___ Data to examine ___

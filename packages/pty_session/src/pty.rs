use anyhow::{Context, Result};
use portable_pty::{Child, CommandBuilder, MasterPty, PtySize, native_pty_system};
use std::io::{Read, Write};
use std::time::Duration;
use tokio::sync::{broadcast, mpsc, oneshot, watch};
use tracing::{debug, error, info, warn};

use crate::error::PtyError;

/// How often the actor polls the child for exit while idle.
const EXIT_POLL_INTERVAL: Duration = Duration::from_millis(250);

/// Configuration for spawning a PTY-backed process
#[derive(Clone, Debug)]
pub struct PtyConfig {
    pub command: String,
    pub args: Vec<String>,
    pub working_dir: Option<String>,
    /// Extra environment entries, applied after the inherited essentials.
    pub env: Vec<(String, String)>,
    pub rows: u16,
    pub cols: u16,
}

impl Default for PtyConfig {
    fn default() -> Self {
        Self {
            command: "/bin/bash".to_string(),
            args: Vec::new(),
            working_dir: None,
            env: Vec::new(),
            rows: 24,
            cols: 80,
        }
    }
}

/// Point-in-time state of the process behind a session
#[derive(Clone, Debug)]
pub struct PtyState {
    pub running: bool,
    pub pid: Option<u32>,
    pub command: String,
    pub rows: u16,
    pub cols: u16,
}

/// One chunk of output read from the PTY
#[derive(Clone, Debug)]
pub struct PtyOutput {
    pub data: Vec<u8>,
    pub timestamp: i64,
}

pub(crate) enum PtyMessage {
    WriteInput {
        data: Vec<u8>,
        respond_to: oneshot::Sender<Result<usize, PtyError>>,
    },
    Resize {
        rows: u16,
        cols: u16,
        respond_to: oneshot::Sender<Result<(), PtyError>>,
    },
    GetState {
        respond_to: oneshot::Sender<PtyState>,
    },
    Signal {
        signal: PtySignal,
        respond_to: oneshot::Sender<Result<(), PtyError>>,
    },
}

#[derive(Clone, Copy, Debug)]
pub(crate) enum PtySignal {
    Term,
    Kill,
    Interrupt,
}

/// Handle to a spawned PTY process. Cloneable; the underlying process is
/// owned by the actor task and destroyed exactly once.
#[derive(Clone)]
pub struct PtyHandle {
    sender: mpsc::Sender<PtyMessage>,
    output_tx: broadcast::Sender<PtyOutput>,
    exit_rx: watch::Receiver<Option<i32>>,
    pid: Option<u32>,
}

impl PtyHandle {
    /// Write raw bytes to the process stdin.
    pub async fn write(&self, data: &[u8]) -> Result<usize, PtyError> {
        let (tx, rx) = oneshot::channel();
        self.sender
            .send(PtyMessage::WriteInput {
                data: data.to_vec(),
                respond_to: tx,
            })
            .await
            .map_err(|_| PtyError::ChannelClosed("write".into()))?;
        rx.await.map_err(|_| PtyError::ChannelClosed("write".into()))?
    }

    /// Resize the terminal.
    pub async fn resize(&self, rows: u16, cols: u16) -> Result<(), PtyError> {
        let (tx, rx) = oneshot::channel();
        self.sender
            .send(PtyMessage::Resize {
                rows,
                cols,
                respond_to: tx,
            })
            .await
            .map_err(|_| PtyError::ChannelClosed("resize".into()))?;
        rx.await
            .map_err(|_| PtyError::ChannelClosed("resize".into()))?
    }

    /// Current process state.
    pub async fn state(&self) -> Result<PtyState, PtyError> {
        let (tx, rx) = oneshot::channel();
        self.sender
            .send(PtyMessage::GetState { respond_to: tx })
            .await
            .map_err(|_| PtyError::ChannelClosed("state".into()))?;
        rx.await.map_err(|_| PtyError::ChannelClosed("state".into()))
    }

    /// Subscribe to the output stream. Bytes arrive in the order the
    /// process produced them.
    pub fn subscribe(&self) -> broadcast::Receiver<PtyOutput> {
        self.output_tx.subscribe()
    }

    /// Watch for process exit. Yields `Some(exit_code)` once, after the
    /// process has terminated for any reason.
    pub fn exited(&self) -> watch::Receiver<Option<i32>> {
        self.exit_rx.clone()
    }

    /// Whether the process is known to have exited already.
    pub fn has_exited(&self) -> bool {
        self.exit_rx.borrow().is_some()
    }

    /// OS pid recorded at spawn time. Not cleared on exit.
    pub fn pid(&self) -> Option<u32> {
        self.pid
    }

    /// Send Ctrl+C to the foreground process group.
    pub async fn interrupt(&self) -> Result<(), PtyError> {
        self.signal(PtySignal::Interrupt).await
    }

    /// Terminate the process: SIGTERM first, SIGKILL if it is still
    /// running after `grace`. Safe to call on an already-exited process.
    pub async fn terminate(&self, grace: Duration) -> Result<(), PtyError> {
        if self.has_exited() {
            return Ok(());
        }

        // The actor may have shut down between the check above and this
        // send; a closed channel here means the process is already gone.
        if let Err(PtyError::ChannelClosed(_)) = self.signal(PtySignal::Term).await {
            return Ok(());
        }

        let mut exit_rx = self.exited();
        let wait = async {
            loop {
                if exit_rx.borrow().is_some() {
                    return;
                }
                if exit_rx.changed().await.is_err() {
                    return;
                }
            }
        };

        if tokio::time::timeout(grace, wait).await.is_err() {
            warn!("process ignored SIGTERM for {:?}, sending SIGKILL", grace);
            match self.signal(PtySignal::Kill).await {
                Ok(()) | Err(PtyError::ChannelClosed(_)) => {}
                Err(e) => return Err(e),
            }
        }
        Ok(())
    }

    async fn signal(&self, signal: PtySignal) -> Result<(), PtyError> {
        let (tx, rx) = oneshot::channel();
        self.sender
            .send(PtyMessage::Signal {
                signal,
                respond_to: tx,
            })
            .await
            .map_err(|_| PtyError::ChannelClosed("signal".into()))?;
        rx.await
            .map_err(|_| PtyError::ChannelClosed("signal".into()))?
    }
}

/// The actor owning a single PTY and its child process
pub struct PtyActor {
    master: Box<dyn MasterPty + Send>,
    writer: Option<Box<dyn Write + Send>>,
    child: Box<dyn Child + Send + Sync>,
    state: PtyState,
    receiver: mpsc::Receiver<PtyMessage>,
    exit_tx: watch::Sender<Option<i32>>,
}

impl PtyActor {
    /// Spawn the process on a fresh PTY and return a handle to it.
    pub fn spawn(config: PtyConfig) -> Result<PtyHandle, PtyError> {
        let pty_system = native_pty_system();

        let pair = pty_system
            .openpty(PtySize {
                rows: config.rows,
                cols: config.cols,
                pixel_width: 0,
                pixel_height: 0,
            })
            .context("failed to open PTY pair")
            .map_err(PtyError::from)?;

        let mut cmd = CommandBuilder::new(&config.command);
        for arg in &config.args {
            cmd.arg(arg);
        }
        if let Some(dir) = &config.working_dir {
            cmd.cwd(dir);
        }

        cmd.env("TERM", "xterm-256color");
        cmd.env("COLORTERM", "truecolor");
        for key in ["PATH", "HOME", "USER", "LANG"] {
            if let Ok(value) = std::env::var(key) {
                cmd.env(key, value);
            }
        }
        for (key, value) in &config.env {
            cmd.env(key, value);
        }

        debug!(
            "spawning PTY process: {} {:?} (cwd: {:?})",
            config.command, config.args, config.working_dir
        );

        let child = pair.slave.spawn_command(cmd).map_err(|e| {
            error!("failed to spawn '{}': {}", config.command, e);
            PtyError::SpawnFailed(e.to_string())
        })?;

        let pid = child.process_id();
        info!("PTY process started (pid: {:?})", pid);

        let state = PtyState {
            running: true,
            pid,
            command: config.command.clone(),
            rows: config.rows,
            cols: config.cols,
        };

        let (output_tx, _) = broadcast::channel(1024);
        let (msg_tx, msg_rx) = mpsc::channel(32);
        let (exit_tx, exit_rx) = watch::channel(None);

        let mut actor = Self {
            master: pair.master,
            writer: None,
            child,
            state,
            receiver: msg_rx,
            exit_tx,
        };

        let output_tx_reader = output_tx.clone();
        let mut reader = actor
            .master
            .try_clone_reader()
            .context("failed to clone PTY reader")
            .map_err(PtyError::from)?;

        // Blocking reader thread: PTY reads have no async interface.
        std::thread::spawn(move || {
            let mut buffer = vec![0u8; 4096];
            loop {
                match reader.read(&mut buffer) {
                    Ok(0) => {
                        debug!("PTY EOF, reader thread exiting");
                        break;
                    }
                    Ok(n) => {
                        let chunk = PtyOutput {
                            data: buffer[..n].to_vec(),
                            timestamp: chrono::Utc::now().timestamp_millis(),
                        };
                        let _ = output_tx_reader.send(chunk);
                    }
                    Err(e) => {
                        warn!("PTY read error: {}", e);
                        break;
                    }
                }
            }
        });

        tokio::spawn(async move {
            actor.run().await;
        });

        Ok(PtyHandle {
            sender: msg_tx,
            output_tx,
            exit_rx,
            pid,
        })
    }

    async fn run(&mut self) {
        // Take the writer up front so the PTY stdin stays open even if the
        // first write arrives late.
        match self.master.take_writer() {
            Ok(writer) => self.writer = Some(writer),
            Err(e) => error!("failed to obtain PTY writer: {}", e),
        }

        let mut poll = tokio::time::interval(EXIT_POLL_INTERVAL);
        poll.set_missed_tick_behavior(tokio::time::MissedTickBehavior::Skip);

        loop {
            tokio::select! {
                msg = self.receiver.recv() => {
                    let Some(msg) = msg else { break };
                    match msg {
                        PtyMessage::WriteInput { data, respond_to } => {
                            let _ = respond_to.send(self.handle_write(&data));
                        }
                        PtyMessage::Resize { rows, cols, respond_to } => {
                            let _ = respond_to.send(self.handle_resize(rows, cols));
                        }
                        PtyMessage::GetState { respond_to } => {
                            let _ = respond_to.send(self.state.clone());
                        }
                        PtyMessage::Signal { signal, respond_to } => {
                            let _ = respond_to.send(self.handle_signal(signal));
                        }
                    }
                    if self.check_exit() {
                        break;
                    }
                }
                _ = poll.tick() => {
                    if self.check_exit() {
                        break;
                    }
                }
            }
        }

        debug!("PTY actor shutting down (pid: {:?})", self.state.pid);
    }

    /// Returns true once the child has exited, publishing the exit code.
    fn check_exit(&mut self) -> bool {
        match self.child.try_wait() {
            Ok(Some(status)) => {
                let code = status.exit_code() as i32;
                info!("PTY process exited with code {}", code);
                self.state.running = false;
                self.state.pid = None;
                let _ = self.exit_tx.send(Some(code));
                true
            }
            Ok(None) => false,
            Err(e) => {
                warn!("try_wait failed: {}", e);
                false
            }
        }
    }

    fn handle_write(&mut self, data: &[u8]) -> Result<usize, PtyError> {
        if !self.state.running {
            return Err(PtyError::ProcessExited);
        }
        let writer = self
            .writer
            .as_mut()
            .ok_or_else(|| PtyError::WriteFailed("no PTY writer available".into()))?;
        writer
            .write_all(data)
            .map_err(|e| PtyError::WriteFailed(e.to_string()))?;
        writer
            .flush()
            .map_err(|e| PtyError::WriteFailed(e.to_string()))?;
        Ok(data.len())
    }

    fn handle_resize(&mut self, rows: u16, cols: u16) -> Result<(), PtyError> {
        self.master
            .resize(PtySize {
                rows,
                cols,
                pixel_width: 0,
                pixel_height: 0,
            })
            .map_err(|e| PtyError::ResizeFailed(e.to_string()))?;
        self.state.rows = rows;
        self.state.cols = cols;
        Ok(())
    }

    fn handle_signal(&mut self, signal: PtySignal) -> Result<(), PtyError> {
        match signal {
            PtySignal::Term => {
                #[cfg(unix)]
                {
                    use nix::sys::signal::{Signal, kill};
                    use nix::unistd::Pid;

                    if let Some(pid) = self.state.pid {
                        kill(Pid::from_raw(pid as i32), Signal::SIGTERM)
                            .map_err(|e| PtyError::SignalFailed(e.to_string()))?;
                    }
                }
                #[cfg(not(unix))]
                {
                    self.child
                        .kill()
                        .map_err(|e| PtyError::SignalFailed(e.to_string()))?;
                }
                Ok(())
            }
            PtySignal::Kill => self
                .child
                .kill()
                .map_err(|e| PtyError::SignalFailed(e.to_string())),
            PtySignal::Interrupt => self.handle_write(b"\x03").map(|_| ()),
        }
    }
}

___

Your objective -> Each line containing the word "tokio" needs to be copied from the data above.

Task answer ->
use tokio::sync::{broadcast, mpsc, oneshot, watch};
        if tokio::time::timeout(grace, wait).await.is_err() {
        tokio::spawn(async move {
        let mut poll = tokio::time::interval(EXIT_POLL_INTERVAL);
        poll.set_missed_tick_behavior(tokio::time::MissedTickBehavior::Skip);
            tokio::select! {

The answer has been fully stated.